> **YOUR GOAL**
An exact transcription of every record is needed.

▽

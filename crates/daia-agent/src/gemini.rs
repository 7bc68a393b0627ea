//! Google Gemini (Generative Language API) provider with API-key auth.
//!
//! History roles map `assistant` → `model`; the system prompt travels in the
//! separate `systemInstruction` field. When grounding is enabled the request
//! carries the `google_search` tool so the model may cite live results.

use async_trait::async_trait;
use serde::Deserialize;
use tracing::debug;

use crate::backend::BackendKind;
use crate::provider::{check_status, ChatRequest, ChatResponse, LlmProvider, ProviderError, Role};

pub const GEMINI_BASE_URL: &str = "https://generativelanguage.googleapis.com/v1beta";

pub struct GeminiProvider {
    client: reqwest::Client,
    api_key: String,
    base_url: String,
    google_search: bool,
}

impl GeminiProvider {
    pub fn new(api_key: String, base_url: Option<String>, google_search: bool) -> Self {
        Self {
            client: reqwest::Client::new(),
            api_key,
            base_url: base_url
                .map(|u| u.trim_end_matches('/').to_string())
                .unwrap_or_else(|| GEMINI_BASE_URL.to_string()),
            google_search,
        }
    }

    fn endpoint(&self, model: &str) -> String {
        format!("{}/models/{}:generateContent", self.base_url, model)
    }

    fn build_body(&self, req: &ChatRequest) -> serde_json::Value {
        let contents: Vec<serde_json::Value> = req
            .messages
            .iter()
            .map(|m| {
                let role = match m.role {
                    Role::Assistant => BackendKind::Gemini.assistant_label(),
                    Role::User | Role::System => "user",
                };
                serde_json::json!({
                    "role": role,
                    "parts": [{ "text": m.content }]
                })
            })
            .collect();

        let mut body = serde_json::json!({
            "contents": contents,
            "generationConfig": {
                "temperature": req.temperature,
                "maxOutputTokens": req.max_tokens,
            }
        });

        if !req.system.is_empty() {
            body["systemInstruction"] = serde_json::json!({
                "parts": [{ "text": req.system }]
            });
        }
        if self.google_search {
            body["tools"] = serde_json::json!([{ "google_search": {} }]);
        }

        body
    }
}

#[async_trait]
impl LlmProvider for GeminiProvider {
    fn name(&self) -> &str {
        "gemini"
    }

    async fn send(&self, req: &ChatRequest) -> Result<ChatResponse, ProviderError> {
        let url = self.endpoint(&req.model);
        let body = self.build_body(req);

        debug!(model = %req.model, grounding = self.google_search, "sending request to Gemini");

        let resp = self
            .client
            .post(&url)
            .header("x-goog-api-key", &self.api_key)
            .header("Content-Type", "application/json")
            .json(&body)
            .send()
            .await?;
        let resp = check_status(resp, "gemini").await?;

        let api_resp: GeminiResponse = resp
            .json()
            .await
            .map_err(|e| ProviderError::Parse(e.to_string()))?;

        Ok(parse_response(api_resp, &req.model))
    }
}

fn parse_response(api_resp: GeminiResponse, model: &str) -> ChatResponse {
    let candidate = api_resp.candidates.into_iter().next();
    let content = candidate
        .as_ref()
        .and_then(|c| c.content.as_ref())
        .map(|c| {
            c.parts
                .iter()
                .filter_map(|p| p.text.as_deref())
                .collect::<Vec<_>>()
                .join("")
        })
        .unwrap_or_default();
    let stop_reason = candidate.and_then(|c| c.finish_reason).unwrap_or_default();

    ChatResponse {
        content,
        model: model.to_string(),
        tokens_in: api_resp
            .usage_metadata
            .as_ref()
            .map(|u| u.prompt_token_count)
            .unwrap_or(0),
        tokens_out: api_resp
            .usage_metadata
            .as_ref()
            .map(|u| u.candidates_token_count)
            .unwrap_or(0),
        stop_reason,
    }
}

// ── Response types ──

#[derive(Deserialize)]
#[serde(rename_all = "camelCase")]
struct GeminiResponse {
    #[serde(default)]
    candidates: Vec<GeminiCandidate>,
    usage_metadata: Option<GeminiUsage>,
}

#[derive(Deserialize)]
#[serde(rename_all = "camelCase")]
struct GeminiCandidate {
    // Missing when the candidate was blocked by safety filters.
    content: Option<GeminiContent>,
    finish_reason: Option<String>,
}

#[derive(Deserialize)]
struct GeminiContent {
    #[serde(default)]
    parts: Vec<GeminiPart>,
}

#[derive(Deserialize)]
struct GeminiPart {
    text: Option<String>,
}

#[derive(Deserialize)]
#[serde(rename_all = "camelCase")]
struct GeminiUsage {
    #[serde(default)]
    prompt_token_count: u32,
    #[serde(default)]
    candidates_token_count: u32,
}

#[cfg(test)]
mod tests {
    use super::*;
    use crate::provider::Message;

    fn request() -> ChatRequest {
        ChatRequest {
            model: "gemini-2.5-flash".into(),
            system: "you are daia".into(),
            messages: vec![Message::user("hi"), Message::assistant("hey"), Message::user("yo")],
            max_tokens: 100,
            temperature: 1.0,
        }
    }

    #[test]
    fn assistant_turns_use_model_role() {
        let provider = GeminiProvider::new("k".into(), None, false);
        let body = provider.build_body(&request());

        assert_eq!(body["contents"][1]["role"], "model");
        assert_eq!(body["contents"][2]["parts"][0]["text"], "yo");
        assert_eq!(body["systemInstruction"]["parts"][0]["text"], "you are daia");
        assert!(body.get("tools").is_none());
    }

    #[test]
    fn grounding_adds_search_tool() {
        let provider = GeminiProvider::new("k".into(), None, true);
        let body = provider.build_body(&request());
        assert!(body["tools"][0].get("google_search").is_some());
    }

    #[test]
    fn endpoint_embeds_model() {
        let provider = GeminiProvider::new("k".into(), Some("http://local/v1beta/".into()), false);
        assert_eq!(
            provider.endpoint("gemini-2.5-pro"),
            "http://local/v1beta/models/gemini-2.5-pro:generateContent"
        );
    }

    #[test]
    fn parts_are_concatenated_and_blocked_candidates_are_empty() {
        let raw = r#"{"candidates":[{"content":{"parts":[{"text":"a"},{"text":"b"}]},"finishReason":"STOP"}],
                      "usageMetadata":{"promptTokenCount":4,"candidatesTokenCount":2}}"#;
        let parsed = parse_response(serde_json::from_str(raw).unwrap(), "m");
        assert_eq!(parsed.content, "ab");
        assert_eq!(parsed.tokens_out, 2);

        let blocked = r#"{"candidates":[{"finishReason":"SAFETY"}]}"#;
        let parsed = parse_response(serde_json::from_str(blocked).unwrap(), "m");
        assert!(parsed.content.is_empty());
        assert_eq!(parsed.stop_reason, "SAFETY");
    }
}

△

> **WRITTEN SOLUTION**
filename crates/daia-agent/src/gemini.rs
repository 7bc68a393b0627ea
//! Google Gemini (Generative Language API) provider with API-key auth.
//!
//! History roles map `assistant` → `model`; the system prompt travels in the
//! separate `systemInstruction` field. When grounding is enabled the request
//! carries the `google_search` tool so the model may cite live results.

use async_trait::async_trait;
use serde::Deserialize;
use tracing::debug;

use crate::backend::BackendKind;
use crate::provider::{check_status, ChatRequest, ChatResponse, LlmProvider, ProviderError, Role};

pub const GEMINI_BASE_URL: &str = "https://generativelanguage.googleapis.com/v1beta";

pub struct GeminiProvider {
    client: reqwest::Client,
    api_key: String,
    base_url: String,
    google_search: bool,
}

impl GeminiProvider {
    pub fn new(api_key: String, base_url: Option<String>, google_search: bool) -> Self {
        Self {
            client: reqwest::Client::new(),
            api_key,
            base_url: base_url
                .map(|u| u.trim_end_matches('/').to_string())
                .unwrap_or_else(|| GEMINI_BASE_URL.to_string()),
            google_search,
        }
    }

    fn endpoint(&self, model: &str) -> String {
        format!("{}/models/{}:generateContent", self.base_url, model)
    }

    fn build_body(&self, req: &ChatRequest) -> serde_json::Value {
        let contents: Vec<serde_json::Value> = req
            .messages
            .iter()
            .map(|m| {
                let role = match m.role {
                    Role::Assistant => BackendKind::Gemini.assistant_label(),
                    Role::User | Role::System => "user",
                };
                serde_json::json!({
                    "role": role,
                    "parts": [{ "text": m.content }]
                })
            })
            .collect();

        let mut body = serde_json::json!({
            "contents": contents,
            "generationConfig": {
                "temperature": req.temperature,
                "maxOutputTokens": req.max_tokens,
            }
        });

        if !req.system.is_empty() {
            body["systemInstruction"] = serde_json::json!({
                "parts": [{ "text": req.system }]
            });
        }
        if self.google_search {
            body["tools"] = serde_json::json!([{ "google_search": {} }]);
        }

        body
    }
}

#[async_trait]
impl LlmProvider for GeminiProvider {
    fn name(&self) -> &str {
        "gemini"
    }

    async fn send(&self, req: &ChatRequest) -> Result<ChatResponse, ProviderError> {
        let url = self.endpoint(&req.model);
        let body = self.build_body(req);

        debug!(model = %req.model, grounding = self.google_search, "sending request to Gemini");

        let resp = self
            .client
            .post(&url)
            .header("x-goog-api-key", &self.api_key)
            .header("Content-Type", "application/json")
            .json(&body)
            .send()
            .await?;
        let resp = check_status(resp, "gemini").await?;

        let api_resp: GeminiResponse = resp
            .json()
            .await
            .map_err(|e| ProviderError::Parse(e.to_string()))?;

        Ok(parse_response(api_resp, &req.model))
    }
}

fn parse_response(api_resp: GeminiResponse, model: &str) -> ChatResponse {
    let candidate = api_resp.candidates.into_iter().next();
    let content = candidate
        .as_ref()
        .and_then(|c| c.content.as_ref())
        .map(|c| {
            c.parts
                .iter()
                .filter_map(|p| p.text.as_deref())
                .collect::<Vec<_>>()
                .join("")
        })
        .unwrap_or_default();
    let stop_reason = candidate.and_then(|c| c.finish_reason).unwrap_or_default();

    ChatResponse {
        content,
        model: model.to_string(),
        tokens_in: api_resp
            .usage_metadata
            .as_ref()
            .map(|u| u.prompt_token_count)
            .unwrap_or(0),
        tokens_out: api_resp
            .usage_metadata
            .as_ref()
            .map(|u| u.candidates_token_count)
            .unwrap_or(0),
        stop_reason,
    }
}

// ── Response types ──

#[derive(Deserialize)]
#[serde(rename_all = "camelCase")]
struct GeminiResponse {
    #[serde(default)]
    candidates: Vec<GeminiCandidate>,
    usage_metadata: Option<GeminiUsage>,
}

#[derive(Deserialize)]
#[serde(rename_all = "camelCase")]
struct GeminiCandidate {
    // Missing when the candidate was blocked by safety filters.
    content: Option<GeminiContent>,
    finish_reason: Option<String>,
}

#[derive(Deserialize)]
struct GeminiContent {
    #[serde(default)]
    parts: Vec<GeminiPart>,
}

#[derive(Deserialize)]
struct GeminiPart {
    text: Option<String>,
}

#[derive(Deserialize)]
#[serde(rename_all = "camelCase")]
struct GeminiUsage {
    #[serde(default)]
    prompt_token_count: u32,
    #[serde(default)]
    candidates_token_count: u32,
}

#[cfg(test)]
mod tests {
    use super::*;
    use crate::provider::Message;

    fn request() -> ChatRequest {
        ChatRequest {
            model: "gemini-2.5-flash".into(),
            system: "you are daia".into(),
            messages: vec![Message::user("hi"), Message::assistant("hey"), Message::user("yo")],
            max_tokens: 100,
            temperature: 1.0,
        }
    }

    #[test]
    fn assistant_turns_use_model_role() {
        let provider = GeminiProvider::new("k".into(), None, false);
        let body = provider.build_body(&request());

        assert_eq!(body["contents"][1]["role"], "model");
        assert_eq!(body["contents"][2]["parts"][0]["text"], "yo");
        assert_eq!(body["systemInstruction"]["parts"][0]["text"], "you are daia");
        assert!(body.get("tools").is_none());
    }

    #[test]
    fn grounding_adds_search_tool() {
        let provider = GeminiProvider::new("k".into(), None, true);
        let body = provider.build_body(&request());
        assert!(body["tools"][0].get("google_search").is_some());
    }

    #[test]
    fn endpoint_embeds_model() {
        let provider = GeminiProvider::new("k".into(), Some("http://local/v1beta/".into()), false);
        assert_eq!(
            provider.endpoint("gemini-2.5-pro"),
            "http://local/v1beta/models/gemini-2.5-pro:generateContent"
        );
    }

    #[test]
    fn parts_are_concatenated_and_blocked_candidates_are_empty() {
        let raw = r#"{"candidates":[{"content":{"parts":[{"text":"a"},{"text":"b"}]},"finishReason":"STOP"}],
                      "usageMetadata":{"promptTokenCount":4,"candidatesTokenCount":2}}"#;
        let parsed = parse_response(serde_json::from_str(raw).unwrap(), "m");
        assert_eq!(parsed.content, "ab");
        assert_eq!(parsed.tokens_out, 2);

        let blocked = r#"{"candidates":[{"finishReason":"SAFETY"}]}"#;
        let parsed = parse_response(serde_json::from_str(blocked).unwrap(), "m");
        assert!(parsed.content.is_empty());
        assert_eq!(parsed.stop_reason, "SAFETY");
    }
}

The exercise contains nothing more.